_Task requirements_
From the records below, copy every line that contains the word "tests".

_Stored data_

**********

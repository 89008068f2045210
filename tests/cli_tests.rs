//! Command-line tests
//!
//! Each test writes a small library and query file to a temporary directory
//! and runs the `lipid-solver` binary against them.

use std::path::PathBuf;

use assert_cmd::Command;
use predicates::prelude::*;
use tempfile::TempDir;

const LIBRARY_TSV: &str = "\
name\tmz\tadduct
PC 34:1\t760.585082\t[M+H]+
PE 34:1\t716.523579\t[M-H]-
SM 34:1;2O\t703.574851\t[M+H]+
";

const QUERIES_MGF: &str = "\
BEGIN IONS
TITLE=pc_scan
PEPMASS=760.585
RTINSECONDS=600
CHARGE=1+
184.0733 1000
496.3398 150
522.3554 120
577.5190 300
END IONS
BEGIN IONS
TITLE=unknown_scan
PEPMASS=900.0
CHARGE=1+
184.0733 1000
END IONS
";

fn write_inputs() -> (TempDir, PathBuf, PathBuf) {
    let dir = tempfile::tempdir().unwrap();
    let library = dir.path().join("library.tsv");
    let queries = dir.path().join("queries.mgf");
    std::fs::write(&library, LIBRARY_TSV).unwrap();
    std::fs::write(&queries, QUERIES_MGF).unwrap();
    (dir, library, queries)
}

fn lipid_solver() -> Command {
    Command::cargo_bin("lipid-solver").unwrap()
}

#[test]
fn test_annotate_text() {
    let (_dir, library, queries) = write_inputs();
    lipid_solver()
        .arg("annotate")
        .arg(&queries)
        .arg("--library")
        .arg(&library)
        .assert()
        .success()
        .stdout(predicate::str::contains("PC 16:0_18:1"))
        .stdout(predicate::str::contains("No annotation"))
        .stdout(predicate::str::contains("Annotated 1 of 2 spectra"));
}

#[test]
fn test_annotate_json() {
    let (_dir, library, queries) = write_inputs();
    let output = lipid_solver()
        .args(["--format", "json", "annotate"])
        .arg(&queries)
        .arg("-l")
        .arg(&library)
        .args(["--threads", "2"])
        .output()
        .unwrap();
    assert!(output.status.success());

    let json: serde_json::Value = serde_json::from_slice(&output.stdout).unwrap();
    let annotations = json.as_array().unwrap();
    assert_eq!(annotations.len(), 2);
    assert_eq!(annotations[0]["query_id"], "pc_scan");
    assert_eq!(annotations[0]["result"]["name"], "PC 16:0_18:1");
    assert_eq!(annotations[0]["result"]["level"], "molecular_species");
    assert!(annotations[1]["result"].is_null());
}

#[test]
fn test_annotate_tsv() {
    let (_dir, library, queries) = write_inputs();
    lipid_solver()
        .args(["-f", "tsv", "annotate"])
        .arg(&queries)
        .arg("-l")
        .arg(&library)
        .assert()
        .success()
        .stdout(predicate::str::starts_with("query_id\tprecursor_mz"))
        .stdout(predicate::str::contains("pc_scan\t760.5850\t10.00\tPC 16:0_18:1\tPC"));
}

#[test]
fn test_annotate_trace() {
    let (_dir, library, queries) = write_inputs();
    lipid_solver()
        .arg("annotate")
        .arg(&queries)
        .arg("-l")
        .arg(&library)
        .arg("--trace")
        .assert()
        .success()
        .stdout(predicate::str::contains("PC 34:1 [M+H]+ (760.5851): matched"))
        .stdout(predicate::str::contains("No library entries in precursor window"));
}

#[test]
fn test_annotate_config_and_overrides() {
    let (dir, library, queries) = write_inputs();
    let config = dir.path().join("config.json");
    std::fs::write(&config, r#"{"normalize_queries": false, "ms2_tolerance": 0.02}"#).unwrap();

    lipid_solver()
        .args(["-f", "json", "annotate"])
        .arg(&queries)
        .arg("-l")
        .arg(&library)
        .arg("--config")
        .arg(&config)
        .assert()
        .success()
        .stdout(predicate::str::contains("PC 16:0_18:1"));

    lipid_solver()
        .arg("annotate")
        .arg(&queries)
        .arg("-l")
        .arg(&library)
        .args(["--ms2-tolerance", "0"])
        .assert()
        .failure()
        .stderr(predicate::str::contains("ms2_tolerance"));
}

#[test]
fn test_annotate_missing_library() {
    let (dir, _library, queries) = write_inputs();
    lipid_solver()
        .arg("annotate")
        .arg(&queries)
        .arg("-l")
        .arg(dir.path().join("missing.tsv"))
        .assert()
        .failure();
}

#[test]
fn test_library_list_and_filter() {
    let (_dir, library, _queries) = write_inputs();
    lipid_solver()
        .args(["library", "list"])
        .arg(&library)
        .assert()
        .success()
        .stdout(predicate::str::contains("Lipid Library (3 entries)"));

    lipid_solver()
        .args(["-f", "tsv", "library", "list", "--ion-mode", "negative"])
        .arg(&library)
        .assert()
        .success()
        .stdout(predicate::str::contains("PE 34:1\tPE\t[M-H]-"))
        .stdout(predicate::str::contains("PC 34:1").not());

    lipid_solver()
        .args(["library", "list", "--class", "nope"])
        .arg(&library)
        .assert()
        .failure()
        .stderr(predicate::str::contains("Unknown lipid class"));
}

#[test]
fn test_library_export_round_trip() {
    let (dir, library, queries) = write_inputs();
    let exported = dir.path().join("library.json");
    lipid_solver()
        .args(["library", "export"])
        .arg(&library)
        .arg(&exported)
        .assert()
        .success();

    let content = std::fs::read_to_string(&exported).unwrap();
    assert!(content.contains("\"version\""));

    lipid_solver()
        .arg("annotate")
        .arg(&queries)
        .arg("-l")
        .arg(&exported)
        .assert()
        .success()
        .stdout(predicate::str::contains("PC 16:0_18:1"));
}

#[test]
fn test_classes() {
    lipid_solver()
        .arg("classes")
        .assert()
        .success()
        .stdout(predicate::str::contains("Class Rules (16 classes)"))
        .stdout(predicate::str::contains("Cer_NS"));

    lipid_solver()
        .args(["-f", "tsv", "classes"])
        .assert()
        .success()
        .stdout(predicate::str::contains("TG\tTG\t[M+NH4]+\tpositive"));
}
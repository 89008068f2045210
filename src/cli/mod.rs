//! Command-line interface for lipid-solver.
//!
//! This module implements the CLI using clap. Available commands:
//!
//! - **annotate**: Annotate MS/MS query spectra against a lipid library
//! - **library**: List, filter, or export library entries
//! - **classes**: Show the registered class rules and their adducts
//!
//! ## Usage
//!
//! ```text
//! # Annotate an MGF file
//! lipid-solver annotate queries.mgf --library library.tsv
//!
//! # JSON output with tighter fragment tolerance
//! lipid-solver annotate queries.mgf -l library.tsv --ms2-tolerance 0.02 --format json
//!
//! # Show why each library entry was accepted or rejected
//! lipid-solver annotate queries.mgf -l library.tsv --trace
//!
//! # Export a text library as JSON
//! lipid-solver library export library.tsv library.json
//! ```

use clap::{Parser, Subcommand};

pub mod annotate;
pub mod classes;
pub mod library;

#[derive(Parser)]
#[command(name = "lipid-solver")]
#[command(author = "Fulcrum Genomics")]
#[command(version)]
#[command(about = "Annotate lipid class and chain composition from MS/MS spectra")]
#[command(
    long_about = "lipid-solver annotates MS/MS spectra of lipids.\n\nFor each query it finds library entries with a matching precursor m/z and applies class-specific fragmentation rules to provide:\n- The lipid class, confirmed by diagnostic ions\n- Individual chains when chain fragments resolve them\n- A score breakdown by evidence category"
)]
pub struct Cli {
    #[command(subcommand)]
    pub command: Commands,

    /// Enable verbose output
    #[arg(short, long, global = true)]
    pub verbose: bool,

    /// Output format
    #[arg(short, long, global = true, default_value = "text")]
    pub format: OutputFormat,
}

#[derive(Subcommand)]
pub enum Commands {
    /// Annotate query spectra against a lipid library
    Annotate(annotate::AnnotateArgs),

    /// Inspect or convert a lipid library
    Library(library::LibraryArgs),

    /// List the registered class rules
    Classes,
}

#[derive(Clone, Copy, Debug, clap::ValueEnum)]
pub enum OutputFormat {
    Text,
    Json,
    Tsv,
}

**********

_Task answer_
filename tests/cli_tests.rs
//! Command-line tests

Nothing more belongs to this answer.